Task goal> Scan the entries below. Return every line that includes "CampaignService".

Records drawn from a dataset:
▬▬▬

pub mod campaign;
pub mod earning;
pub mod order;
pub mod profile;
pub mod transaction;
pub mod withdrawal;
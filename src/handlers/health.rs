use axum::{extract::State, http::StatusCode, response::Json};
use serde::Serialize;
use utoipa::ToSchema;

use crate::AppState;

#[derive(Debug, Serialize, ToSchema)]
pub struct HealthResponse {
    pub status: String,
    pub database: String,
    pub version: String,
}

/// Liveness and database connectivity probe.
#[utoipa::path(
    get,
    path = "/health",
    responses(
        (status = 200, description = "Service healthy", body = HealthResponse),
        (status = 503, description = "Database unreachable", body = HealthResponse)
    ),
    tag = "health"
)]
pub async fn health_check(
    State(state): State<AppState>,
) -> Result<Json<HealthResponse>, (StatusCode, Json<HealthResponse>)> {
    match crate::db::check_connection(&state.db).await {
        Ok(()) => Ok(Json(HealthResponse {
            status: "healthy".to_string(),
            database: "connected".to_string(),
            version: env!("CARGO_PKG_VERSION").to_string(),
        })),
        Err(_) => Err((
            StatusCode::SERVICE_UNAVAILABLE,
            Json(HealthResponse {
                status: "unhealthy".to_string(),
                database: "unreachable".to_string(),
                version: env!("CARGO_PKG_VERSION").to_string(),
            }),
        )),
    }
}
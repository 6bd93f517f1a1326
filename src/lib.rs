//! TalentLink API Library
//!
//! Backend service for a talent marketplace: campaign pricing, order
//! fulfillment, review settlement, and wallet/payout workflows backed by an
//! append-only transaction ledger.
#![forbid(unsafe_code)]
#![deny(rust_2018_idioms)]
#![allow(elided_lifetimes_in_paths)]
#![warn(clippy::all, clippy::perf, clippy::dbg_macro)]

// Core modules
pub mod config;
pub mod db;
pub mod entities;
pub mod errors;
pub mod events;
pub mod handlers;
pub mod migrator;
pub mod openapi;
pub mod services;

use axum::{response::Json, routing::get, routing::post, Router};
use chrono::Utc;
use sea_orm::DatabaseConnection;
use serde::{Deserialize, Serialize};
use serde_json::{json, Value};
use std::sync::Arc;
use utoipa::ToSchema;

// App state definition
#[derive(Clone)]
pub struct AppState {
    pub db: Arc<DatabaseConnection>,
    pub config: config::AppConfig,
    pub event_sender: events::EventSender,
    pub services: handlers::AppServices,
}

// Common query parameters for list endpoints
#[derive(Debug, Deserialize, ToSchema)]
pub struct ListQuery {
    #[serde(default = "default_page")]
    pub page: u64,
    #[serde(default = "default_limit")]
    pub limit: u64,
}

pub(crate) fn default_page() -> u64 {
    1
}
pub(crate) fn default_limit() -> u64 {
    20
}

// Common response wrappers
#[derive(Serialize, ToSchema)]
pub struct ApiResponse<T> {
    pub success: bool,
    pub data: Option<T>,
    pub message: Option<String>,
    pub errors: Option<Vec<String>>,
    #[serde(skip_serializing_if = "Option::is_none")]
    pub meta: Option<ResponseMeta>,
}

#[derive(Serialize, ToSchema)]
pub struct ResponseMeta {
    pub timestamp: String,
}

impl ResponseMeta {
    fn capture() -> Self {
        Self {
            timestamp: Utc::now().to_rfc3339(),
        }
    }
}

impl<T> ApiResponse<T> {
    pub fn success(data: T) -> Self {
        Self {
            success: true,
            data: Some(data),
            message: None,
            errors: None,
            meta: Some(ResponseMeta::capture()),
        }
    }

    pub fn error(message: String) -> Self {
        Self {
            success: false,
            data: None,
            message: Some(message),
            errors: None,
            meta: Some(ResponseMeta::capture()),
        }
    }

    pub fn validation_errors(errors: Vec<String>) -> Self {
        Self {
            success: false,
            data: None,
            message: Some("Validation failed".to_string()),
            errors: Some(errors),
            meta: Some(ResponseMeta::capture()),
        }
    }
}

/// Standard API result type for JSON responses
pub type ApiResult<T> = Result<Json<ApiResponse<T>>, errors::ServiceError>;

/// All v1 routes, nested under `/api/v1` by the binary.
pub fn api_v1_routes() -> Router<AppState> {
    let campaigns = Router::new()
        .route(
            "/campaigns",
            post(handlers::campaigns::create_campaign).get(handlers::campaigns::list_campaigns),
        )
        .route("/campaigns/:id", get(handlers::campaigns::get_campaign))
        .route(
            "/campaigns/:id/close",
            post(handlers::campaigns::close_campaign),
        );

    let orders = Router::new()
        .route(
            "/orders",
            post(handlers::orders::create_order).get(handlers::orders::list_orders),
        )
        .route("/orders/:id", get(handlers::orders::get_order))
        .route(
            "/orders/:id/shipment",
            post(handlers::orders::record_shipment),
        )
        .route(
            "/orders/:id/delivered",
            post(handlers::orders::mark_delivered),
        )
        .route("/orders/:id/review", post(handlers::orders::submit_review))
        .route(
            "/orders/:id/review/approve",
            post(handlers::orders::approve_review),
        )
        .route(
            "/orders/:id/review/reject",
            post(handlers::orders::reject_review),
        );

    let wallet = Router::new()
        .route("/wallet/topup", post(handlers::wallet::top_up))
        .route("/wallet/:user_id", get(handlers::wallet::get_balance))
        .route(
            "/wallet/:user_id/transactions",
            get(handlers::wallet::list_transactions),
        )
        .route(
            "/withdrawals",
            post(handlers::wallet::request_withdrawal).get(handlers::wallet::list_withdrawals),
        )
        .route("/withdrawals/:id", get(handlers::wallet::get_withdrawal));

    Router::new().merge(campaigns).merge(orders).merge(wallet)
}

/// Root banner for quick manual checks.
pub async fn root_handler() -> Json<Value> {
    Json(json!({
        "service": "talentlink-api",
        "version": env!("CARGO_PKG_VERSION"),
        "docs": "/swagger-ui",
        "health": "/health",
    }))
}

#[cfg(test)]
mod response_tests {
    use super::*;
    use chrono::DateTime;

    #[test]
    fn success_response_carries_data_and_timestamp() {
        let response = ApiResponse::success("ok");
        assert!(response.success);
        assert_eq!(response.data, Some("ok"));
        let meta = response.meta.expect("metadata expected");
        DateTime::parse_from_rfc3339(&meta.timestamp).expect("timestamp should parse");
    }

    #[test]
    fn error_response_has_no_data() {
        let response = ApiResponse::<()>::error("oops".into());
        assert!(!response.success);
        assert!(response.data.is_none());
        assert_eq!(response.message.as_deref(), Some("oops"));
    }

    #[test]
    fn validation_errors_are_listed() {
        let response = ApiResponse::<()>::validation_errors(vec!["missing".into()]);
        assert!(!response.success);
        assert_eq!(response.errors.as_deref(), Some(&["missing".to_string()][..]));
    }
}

▬▬▬

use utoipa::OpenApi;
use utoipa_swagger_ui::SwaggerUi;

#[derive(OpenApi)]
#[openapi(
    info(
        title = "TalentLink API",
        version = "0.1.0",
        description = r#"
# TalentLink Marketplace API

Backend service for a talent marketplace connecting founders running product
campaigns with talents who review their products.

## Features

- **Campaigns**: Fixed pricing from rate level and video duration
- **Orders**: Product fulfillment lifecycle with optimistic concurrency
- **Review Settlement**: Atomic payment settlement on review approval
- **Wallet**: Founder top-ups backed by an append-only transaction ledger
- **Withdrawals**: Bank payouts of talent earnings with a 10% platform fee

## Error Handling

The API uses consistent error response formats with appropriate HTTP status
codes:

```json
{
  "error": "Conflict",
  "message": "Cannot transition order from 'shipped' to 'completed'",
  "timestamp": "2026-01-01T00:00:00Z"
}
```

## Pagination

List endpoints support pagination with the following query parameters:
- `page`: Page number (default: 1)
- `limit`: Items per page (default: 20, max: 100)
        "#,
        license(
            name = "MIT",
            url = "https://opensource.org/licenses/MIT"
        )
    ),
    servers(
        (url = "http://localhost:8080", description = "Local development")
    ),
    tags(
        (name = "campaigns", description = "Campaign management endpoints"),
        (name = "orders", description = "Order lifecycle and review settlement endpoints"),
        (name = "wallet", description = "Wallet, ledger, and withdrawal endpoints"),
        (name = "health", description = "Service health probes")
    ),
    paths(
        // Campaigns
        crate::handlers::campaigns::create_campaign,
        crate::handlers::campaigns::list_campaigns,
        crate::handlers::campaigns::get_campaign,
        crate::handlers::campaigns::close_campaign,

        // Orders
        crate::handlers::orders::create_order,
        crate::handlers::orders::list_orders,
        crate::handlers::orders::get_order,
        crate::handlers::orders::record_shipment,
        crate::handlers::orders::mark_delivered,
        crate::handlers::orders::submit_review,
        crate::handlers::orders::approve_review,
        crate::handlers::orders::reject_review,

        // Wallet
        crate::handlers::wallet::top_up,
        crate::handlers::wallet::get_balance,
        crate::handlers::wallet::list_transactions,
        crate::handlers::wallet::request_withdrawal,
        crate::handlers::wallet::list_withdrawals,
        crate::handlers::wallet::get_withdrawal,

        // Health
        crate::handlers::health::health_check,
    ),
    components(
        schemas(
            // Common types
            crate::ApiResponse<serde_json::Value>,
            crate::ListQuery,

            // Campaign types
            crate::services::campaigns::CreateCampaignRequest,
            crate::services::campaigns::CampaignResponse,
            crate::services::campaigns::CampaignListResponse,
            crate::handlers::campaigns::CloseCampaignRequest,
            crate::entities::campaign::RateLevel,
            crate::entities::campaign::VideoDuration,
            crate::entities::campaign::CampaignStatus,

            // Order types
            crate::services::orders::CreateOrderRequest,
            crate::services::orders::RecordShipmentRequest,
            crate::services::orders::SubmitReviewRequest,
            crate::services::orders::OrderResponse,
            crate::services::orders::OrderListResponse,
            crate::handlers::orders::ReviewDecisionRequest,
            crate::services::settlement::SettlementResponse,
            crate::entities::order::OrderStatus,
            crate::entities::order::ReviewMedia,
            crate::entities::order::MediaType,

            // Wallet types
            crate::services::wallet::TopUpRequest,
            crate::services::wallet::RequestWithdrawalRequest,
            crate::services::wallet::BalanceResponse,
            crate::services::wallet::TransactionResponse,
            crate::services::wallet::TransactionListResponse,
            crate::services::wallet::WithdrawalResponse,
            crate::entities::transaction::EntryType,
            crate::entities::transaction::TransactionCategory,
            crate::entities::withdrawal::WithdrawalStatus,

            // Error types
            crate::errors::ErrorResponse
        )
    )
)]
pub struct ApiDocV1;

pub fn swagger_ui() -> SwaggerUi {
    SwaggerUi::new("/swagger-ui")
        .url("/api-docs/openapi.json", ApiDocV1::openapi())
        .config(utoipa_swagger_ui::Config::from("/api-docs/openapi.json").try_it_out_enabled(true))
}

▬▬▬

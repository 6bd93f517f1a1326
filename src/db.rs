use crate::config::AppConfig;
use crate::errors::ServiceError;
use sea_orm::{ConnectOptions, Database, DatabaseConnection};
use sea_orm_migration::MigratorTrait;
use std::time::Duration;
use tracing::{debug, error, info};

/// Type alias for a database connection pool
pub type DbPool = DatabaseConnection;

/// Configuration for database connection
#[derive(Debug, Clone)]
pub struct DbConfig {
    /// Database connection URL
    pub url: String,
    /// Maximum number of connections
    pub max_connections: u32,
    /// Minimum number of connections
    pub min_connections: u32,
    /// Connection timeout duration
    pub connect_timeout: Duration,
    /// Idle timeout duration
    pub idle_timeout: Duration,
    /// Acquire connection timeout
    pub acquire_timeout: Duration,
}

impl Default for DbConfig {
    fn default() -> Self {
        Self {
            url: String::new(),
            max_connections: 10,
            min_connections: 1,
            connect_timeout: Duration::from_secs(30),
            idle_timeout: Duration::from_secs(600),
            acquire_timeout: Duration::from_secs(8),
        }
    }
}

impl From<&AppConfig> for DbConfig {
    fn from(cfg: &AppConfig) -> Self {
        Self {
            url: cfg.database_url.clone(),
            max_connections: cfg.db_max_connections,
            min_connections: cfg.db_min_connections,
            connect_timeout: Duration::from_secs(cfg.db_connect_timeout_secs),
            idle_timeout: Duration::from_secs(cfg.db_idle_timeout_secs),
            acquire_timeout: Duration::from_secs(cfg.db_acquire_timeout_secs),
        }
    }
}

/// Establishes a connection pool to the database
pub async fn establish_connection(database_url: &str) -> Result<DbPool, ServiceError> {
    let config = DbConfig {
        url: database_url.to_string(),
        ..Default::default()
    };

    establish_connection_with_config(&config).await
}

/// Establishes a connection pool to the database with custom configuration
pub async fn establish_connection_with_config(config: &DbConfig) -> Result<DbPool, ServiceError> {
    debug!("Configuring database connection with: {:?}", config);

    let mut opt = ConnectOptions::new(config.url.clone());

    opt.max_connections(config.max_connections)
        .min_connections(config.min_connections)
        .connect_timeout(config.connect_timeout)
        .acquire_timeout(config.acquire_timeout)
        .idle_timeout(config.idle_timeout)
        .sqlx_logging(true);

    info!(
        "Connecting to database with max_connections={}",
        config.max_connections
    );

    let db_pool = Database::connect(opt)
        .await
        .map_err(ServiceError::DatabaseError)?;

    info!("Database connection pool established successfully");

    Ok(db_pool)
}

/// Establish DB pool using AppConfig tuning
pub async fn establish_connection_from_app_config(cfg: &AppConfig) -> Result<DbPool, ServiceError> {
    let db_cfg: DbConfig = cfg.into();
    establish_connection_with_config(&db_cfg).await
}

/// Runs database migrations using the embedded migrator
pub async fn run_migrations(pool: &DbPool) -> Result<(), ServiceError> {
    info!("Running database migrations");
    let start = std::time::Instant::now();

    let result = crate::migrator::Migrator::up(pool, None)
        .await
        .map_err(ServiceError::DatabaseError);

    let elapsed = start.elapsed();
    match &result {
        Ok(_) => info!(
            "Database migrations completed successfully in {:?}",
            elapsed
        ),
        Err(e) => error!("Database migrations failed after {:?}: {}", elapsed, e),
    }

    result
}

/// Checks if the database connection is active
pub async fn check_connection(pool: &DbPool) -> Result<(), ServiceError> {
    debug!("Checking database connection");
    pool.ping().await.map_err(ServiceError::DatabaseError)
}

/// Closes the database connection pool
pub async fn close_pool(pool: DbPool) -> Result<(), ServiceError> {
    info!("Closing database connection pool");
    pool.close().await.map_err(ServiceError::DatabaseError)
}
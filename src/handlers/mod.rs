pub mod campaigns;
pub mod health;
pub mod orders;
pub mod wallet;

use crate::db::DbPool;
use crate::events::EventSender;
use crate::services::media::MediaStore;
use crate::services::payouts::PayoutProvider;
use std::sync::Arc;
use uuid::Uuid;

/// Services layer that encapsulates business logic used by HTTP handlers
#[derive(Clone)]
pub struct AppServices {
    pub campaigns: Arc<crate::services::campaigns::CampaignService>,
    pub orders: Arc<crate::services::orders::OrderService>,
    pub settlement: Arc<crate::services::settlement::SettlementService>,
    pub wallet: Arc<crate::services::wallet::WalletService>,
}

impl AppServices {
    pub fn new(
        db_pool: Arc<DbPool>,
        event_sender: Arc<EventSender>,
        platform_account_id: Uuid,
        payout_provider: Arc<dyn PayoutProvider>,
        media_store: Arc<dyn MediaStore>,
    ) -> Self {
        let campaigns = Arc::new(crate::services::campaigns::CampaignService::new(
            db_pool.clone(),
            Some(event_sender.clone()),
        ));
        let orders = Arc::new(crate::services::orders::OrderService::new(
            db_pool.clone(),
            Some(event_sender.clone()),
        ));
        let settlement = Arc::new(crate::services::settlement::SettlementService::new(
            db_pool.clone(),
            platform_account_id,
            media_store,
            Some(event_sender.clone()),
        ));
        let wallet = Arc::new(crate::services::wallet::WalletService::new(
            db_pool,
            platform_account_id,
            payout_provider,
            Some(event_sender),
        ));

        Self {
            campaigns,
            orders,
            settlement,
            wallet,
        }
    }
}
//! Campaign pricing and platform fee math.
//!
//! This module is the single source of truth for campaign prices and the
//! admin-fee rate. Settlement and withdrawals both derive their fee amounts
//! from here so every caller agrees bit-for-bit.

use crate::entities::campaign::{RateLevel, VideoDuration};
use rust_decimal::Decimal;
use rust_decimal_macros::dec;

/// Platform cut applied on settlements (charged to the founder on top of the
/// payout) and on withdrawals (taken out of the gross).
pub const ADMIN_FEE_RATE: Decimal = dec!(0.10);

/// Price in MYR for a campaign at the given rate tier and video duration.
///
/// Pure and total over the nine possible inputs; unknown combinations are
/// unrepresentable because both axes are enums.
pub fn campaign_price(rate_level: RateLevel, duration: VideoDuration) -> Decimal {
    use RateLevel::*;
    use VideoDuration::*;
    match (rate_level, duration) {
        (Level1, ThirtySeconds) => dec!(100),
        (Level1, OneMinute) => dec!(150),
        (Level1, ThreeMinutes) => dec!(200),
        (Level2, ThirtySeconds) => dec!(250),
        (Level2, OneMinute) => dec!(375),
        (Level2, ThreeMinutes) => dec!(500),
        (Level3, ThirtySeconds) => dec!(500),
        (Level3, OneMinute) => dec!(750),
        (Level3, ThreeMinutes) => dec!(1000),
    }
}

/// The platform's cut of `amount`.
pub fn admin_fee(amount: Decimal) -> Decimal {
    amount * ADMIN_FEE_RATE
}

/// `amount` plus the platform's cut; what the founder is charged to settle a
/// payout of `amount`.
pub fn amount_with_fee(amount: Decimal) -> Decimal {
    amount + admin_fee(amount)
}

▬▬▬

Answer>
    pub campaigns: Arc<crate::services::campaigns::CampaignService>,
        let campaigns = Arc::new(crate::services::campaigns::CampaignService::new(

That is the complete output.